- _Prompt_
I would like every line of the records below that contains the word "self" copied.

Dataset entries:
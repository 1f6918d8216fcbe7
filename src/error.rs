use thiserror::Error;

use crate::memory::DevicePtr;
use crate::status::HipError;

#[derive(Error, Debug)]
pub enum RuntimeError {
    #[error("No suitable GPU adapter found: {0}")]
    AdapterUnavailable(String),

    #[error("Failed to create device: {0}")]
    DeviceRequest(String),

    #[error("Unknown kernel '{0}'")]
    UnknownKernel(String),

    #[error("Out of device memory: {0}")]
    OutOfMemory(String),

    #[error("GPU validation error: {0}")]
    Validation(String),

    #[error("Device pointer {0} does not refer to a live allocation")]
    InvalidDevicePtr(DevicePtr),

    #[error("Global '{0}' has not been registered")]
    UnregisteredGlobal(String),

    #[error("Argument {ordinal} of kernel '{kernel}' needs {needed} bytes, got {got}")]
    ArgumentTooShort {
        kernel: String,
        ordinal: u32,
        needed: usize,
        got: usize,
    },

    #[error("Argument {ordinal} of kernel '{kernel}' is a null device pointer")]
    NullPointer { kernel: String, ordinal: u32 },

    #[error("Copy of {size} bytes out of range for a {capacity}-byte allocation")]
    CopyOutOfRange { size: u64, capacity: u64 },

    #[error("Unsupported memcpy kind {0}")]
    UnsupportedCopyKind(u32),

    #[error("Kernel '{0}' has bindings but the printf group is configured at index 0")]
    PrintfGroupConflict(String),

    #[error("Buffer map failed: {0}")]
    MapFailed(String),

    #[error("Printf buffer is malformed: {0}")]
    Printf(String),

    #[error("Device-side abort in kernel '{0}'")]
    DeviceAbort(String),

    #[error("Launch of '{kernel}' failed with {status}")]
    LaunchFailed { kernel: String, status: HipError },

    #[error("Configuration error: {0}")]
    Config(String),

    #[error("Runtime worker failed: {0}")]
    Worker(String),

    #[error("Program was cancelled")]
    Cancelled,

    #[error("I/O error: {0}")]
    Io(#[from] std::io::Error),

    #[error("JSON error: {0}")]
    Json(#[from] serde_json::Error),
}

impl RuntimeError {
    /// The status code a host program observes for this failure.
    pub fn status(&self) -> HipError {
        match self {
            RuntimeError::UnknownKernel(_) => HipError::InvalidDeviceFunction,
            RuntimeError::UnregisteredGlobal(_) => HipError::InvalidSymbol,
            RuntimeError::DeviceAbort(_) => HipError::Assert,
            RuntimeError::LaunchFailed { status, .. } => *status,
            RuntimeError::OutOfMemory(_) => HipError::OutOfMemory,
            RuntimeError::Validation(_) => HipError::Unknown,
            RuntimeError::InvalidDevicePtr(_)
            | RuntimeError::ArgumentTooShort { .. }
            | RuntimeError::NullPointer { .. }
            | RuntimeError::CopyOutOfRange { .. }
            | RuntimeError::UnsupportedCopyKind(_) => HipError::InvalidValue,
            RuntimeError::AdapterUnavailable(_) | RuntimeError::DeviceRequest(_) => {
                HipError::Unknown
            }
            RuntimeError::PrintfGroupConflict(_)
            | RuntimeError::MapFailed(_)
            | RuntimeError::Printf(_)
            | RuntimeError::Config(_)
            | RuntimeError::Worker(_)
            | RuntimeError::Cancelled
            | RuntimeError::Io(_)
            | RuntimeError::Json(_) => HipError::Unknown,
        }
    }
}

pub type Result<T> = std::result::Result<T, RuntimeError>;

- _Task output_
    pub fn status(&self) -> HipError {
        match self {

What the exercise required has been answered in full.